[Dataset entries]
BEGIN

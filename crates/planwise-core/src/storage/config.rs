//! TOML-based application configuration.
//!
//! Stores scheduling preferences:
//! - Working hours window
//! - Default event duration and minimum useful slot length
//! - Back-to-back buffer and next-slot search horizon
//!
//! Configuration is stored at `<data_dir>/config.toml`.

use std::path::{Path, PathBuf};

use serde::{Deserialize, Serialize};
use tracing::debug;

use super::data_dir;
use crate::error::{ConfigError, Result};
use crate::schedule::WorkingHours;
use crate::slots::MAX_SEARCH_HORIZON_DAYS;

/// Scheduling configuration.
#[derive(Debug, Clone, Serialize, Deserialize)]
pub struct ScheduleConfig {
    /// "HH:mm"
    #[serde(default = "default_working_hours_start")]
    pub working_hours_start: String,
    /// "HH:mm"
    #[serde(default = "default_working_hours_end")]
    pub working_hours_end: String,
    #[serde(default = "default_duration_minutes")]
    pub default_duration_minutes: u32,
    #[serde(default = "default_min_slot_minutes")]
    pub min_slot_minutes: u32,
    #[serde(default = "default_back_to_back_buffer")]
    pub back_to_back_buffer_minutes: u32,
    #[serde(default = "default_search_horizon_days")]
    pub search_horizon_days: u32,
}

/// Application configuration.
///
/// Serialized to/from TOML at `<data_dir>/config.toml`.
#[derive(Debug, Clone, Default, Serialize, Deserialize)]
pub struct Config {
    #[serde(default)]
    pub schedule: ScheduleConfig,
}

// Default functions
fn default_working_hours_start() -> String {
    "09:00".into()
}
fn default_working_hours_end() -> String {
    "17:00".into()
}
fn default_duration_minutes() -> u32 {
    60
}
fn default_min_slot_minutes() -> u32 {
    30
}
fn default_back_to_back_buffer() -> u32 {
    15
}
fn default_search_horizon_days() -> u32 {
    14
}

impl Default for ScheduleConfig {
    fn default() -> Self {
        Self {
            working_hours_start: default_working_hours_start(),
            working_hours_end: default_working_hours_end(),
            default_duration_minutes: default_duration_minutes(),
            min_slot_minutes: default_min_slot_minutes(),
            back_to_back_buffer_minutes: default_back_to_back_buffer(),
            search_horizon_days: default_search_horizon_days(),
        }
    }
}

impl ScheduleConfig {
    /// Parse the configured working window.
    pub fn working_hours(&self) -> Result<WorkingHours> {
        Ok(WorkingHours::parse(
            &self.working_hours_start,
            &self.working_hours_end,
        )?)
    }

    /// Check every setting the scheduling components would reject or misuse.
    pub fn validate(&self) -> Result<()> {
        self.working_hours()?;

        let out_of_range = |key: &str, message: String| ConfigError::InvalidValue {
            key: format!("schedule.{key}"),
            message,
        };
        if !(1..=MAX_SEARCH_HORIZON_DAYS).contains(&i64::from(self.search_horizon_days)) {
            return Err(out_of_range(
                "search_horizon_days",
                format!("must be between 1 and {MAX_SEARCH_HORIZON_DAYS}"),
            )
            .into());
        }
        if self.default_duration_minutes == 0 {
            return Err(out_of_range("default_duration_minutes", "must be positive".into()).into());
        }
        Ok(())
    }
}

impl Config {
    fn get_json_value_by_path<'a>(
        root: &'a serde_json::Value,
        key: &str,
    ) -> Option<&'a serde_json::Value> {
        if key.is_empty() {
            return None;
        }

        let mut current = root;
        for part in key.split('.') {
            current = current.get(part)?;
        }
        Some(current)
    }

    fn set_json_value_by_path(
        root: &mut serde_json::Value,
        key: &str,
        value: &str,
    ) -> std::result::Result<(), ConfigError> {
        let unknown = || ConfigError::InvalidValue {
            key: key.to_string(),
            message: "unknown config key".to_string(),
        };
        let invalid = |message: String| ConfigError::InvalidValue {
            key: key.to_string(),
            message,
        };

        let mut parts = key.split('.').peekable();
        if parts.peek().map_or(true, |p| p.is_empty()) {
            return Err(unknown());
        }

        let mut current = root;
        while let Some(part) = parts.next() {
            if parts.peek().is_none() {
                let obj = current.as_object_mut().ok_or_else(unknown)?;
                let existing = obj.get(part).ok_or_else(unknown)?;

                let new_value = match existing {
                    serde_json::Value::Bool(_) => serde_json::Value::Bool(
                        value
                            .parse::<bool>()
                            .map_err(|e| invalid(e.to_string()))?,
                    ),
                    serde_json::Value::Number(_) => value
                        .parse::<u64>()
                        .map(|n| serde_json::Value::Number(n.into()))
                        .map_err(|_| invalid(format!("cannot parse '{value}' as a whole number")))?,
                    serde_json::Value::Object(_) | serde_json::Value::Array(_) => {
                        return Err(invalid("not a leaf value".to_string()));
                    }
                    _ => serde_json::Value::String(value.into()),
                };

                obj.insert(part.to_string(), new_value);
                return Ok(());
            }

            current = current.get_mut(part).ok_or_else(unknown)?;
        }

        Err(unknown())
    }

    fn path() -> Result<PathBuf> {
        Ok(data_dir()?.join("config.toml"))
    }

    /// Load from the data directory, writing defaults if no file exists yet.
    ///
    /// # Errors
    ///
    /// Returns an error if the config file exists but cannot be parsed,
    /// or if the default config cannot be written to disk.
    pub fn load() -> Result<Self> {
        let path = Self::path()?;
        if path.exists() {
            Self::load_from(&path)
        } else {
            let cfg = Self::default();
            cfg.save_to(&path)?;
            Ok(cfg)
        }
    }

    /// Load from an explicit path.
    pub fn load_from(path: &Path) -> Result<Self> {
        let content = std::fs::read_to_string(path).map_err(|e| ConfigError::LoadFailed {
            path: path.to_path_buf(),
            message: e.to_string(),
        })?;
        let cfg: Config =
            toml::from_str(&content).map_err(|e| ConfigError::ParseFailed(e.to_string()))?;
        debug!(path = %path.display(), "configuration loaded");
        Ok(cfg)
    }

    /// Persist to the data directory.
    pub fn save(&self) -> Result<()> {
        self.save_to(&Self::path()?)
    }

    /// Persist to an explicit path.
    pub fn save_to(&self, path: &Path) -> Result<()> {
        let save_failed = |message: String| ConfigError::SaveFailed {
            path: path.to_path_buf(),
            message,
        };
        let content = toml::to_string_pretty(self).map_err(|e| save_failed(e.to_string()))?;
        std::fs::write(path, content).map_err(|e| save_failed(e.to_string()))?;
        Ok(())
    }

    /// Get a config value as string by dot-separated key.
    pub fn get(&self, key: &str) -> Option<String> {
        let json = serde_json::to_value(self).ok()?;
        let val = Self::get_json_value_by_path(&json, key)?;
        match val {
            serde_json::Value::String(s) => Some(s.clone()),
            other => Some(other.to_string()),
        }
    }

    /// Set a value by dot-separated key without saving.
    ///
    /// # Errors
    ///
    /// Returns an error if the key is unknown, the value has the wrong type,
    /// or the result fails [`ScheduleConfig::validate`].
    pub fn apply(&mut self, key: &str, value: &str) -> Result<()> {
        let mut json = serde_json::to_value(&*self)?;
        Self::set_json_value_by_path(&mut json, key, value)?;
        let updated: Config = serde_json::from_value(json)?;
        updated.schedule.validate()?;
        *self = updated;
        Ok(())
    }

    /// Set a value by dot-separated key and save.
    pub fn set(&mut self, key: &str, value: &str) -> Result<()> {
        self.apply(key, value)?;
        self.save()
    }
}
//! Conflict detection.
//!
//! This module provides:
//! - Strict pairwise overlap testing between timed events
//! - Transitive grouping of overlaps into conflict groups
//! - Severity classification by group size
//! - Back-to-back detection for tightly packed schedules

mod detector;
mod graph;

pub use detector::{
    detect_conflicts, find_back_to_back, BackToBack, Conflict, ConflictDetector, ConflictKind,
    ConflictSeverity,
};
pub use graph::OverlapGraph;
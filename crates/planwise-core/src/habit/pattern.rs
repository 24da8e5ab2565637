//! Habit pattern types.

use std::fmt;

use chrono::{DateTime, Datelike, FixedOffset, Timelike, Utc};
use serde::{Deserialize, Serialize};

use super::bounded::BoundedLog;
use crate::schedule::{Event, EventCategory};

/// Maximum number of preferred times kept per category
pub const MAX_PREFERRED_TIMES: usize = 5;
/// Maximum number of recent start instants kept per category
pub const MAX_OCCURRENCES: usize = 10;

const DAY_NAMES: [&str; 7] = ["Sun", "Mon", "Tue", "Wed", "Thu", "Fri", "Sat"];

/// A recurring wall-clock start time.
#[derive(Debug, Clone, Copy, PartialEq, Eq, Serialize, Deserialize)]
pub struct PreferredTime {
    /// Day of week (0-6, Sunday=0)
    pub day_of_week: u8,
    /// Hour of day (0-23)
    pub hour: u8,
    pub minute: u8,
}

impl PreferredTime {
    pub fn new(day_of_week: u8, hour: u8, minute: u8) -> Self {
        Self {
            day_of_week,
            hour,
            minute,
        }
    }

    pub fn from_instant(at: &DateTime<FixedOffset>) -> Self {
        Self {
            day_of_week: at.weekday().num_days_from_sunday() as u8,
            hour: at.hour() as u8,
            minute: at.minute() as u8,
        }
    }

    /// Same weekday and within one hour either way.
    pub fn is_near(&self, other: &PreferredTime) -> bool {
        self.day_of_week == other.day_of_week && self.hour.abs_diff(other.hour) <= 1
    }

    /// Single-step midpoint of two times on the same weekday.
    ///
    /// Halves round up, so 09:00 and 10:00 merge to 10:00.
    pub fn midpoint(&self, other: &PreferredTime) -> Self {
        let avg = |a: u8, b: u8| ((a as f64 + b as f64) / 2.0).round() as u8;
        Self {
            day_of_week: self.day_of_week,
            hour: avg(self.hour, other.hour),
            minute: avg(self.minute, other.minute),
        }
    }

    pub fn day_name(&self) -> &'static str {
        DAY_NAMES
            .get(self.day_of_week as usize)
            .copied()
            .unwrap_or("???")
    }
}

impl fmt::Display for PreferredTime {
    fn fmt(&self, f: &mut fmt::Formatter<'_>) -> fmt::Result {
        write!(f, "{} {:02}:{:02}", self.day_name(), self.hour, self.minute)
    }
}

/// How often a category tends to recur.
#[derive(Debug, Clone, Copy, PartialEq, Eq, Default, Serialize, Deserialize)]
#[serde(rename_all = "lowercase")]
pub enum Frequency {
    Daily,
    #[default]
    Weekly,
    Monthly,
}

impl Frequency {
    /// Classify an average gap between occurrences, in days.
    pub fn from_average_gap_days(avg_gap: f64) -> Self {
        if avg_gap <= 1.5 {
            Self::Daily
        } else if avg_gap <= 10.0 {
            Self::Weekly
        } else {
            Self::Monthly
        }
    }

    pub fn as_str(&self) -> &'static str {
        match self {
            Self::Daily => "daily",
            Self::Weekly => "weekly",
            Self::Monthly => "monthly",
        }
    }
}

/// Learned scheduling pattern for one category.
#[derive(Debug, Clone, PartialEq, Serialize, Deserialize)]
pub struct HabitPattern {
    pub category: EventCategory,
    pub preferred_times: BoundedLog<PreferredTime, MAX_PREFERRED_TIMES>,
    pub avg_duration_minutes: i64,
    /// Recent start instants, oldest first
    pub last_occurrences: BoundedLog<DateTime<FixedOffset>, MAX_OCCURRENCES>,
    pub frequency: Frequency,
    pub occurrence_count: u64,
    pub updated_at: DateTime<Utc>,
}

impl HabitPattern {
    /// Seed a pattern from the first event seen for its category.
    pub fn from_first_event(event: &Event) -> Self {
        let mut preferred_times = BoundedLog::new();
        preferred_times.push(PreferredTime::from_instant(&event.start));

        let mut last_occurrences = BoundedLog::new();
        last_occurrences.push(event.start);

        Self {
            category: event.category_or_default(),
            preferred_times,
            avg_duration_minutes: event.duration_minutes(),
            last_occurrences,
            frequency: Frequency::default(),
            occurrence_count: 1,
            updated_at: Utc::now(),
        }
    }

    /// Fold one more event of this category into the pattern.
    pub fn observe(&mut self, event: &Event) {
        let count = self.occurrence_count as f64;
        let total = self.avg_duration_minutes as f64 * count + event.duration_minutes() as f64;
        self.avg_duration_minutes = (total / (count + 1.0)).round() as i64;

        self.last_occurrences.insert_sorted(event.start);
        self.merge_preferred_time(PreferredTime::from_instant(&event.start));

        self.occurrence_count += 1;
        self.frequency = analyze_frequency(self);
        self.updated_at = Utc::now();
    }

    /// Replace the first nearby entry with the midpoint, or append.
    fn merge_preferred_time(&mut self, time: PreferredTime) {
        if let Some(existing) = self.preferred_times.iter_mut().find(|t| t.is_near(&time)) {
            *existing = existing.midpoint(&time);
        } else {
            self.preferred_times.push(time);
        }
    }

    /// Preferred time falling on the given weekday (0 = Sunday), if any.
    pub fn preferred_time_on(&self, day_of_week: u8) -> Option<&PreferredTime> {
        self.preferred_times
            .iter()
            .find(|t| t.day_of_week == day_of_week)
    }
}

/// Infer recurrence from the stored occurrences.
///
/// Needs at least two occurrences; otherwise weekly is assumed.
pub fn analyze_frequency(pattern: &HabitPattern) -> Frequency {
    if pattern.last_occurrences.len() < 2 {
        return Frequency::Weekly;
    }

    let mut starts: Vec<DateTime<FixedOffset>> = pattern.last_occurrences.to_vec();
    starts.sort();

    let gaps: Vec<f64> = starts
        .windows(2)
        .map(|pair| (pair[1] - pair[0]).num_seconds() as f64 / 86_400.0)
        .collect();
    let avg_gap = gaps.iter().sum::<f64>() / gaps.len() as f64;

    Frequency::from_average_gap_days(avg_gap)
}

END

▶ Prompt
What is needed is every line of the records above that contains the word "const".

▶ Task result
pub const MAX_PREFERRED_TIMES: usize = 5;
pub const MAX_OCCURRENCES: usize = 10;
const DAY_NAMES: [&str; 7] = ["Sun", "Mon", "Tue", "Wed", "Thu", "Fri", "Sat"];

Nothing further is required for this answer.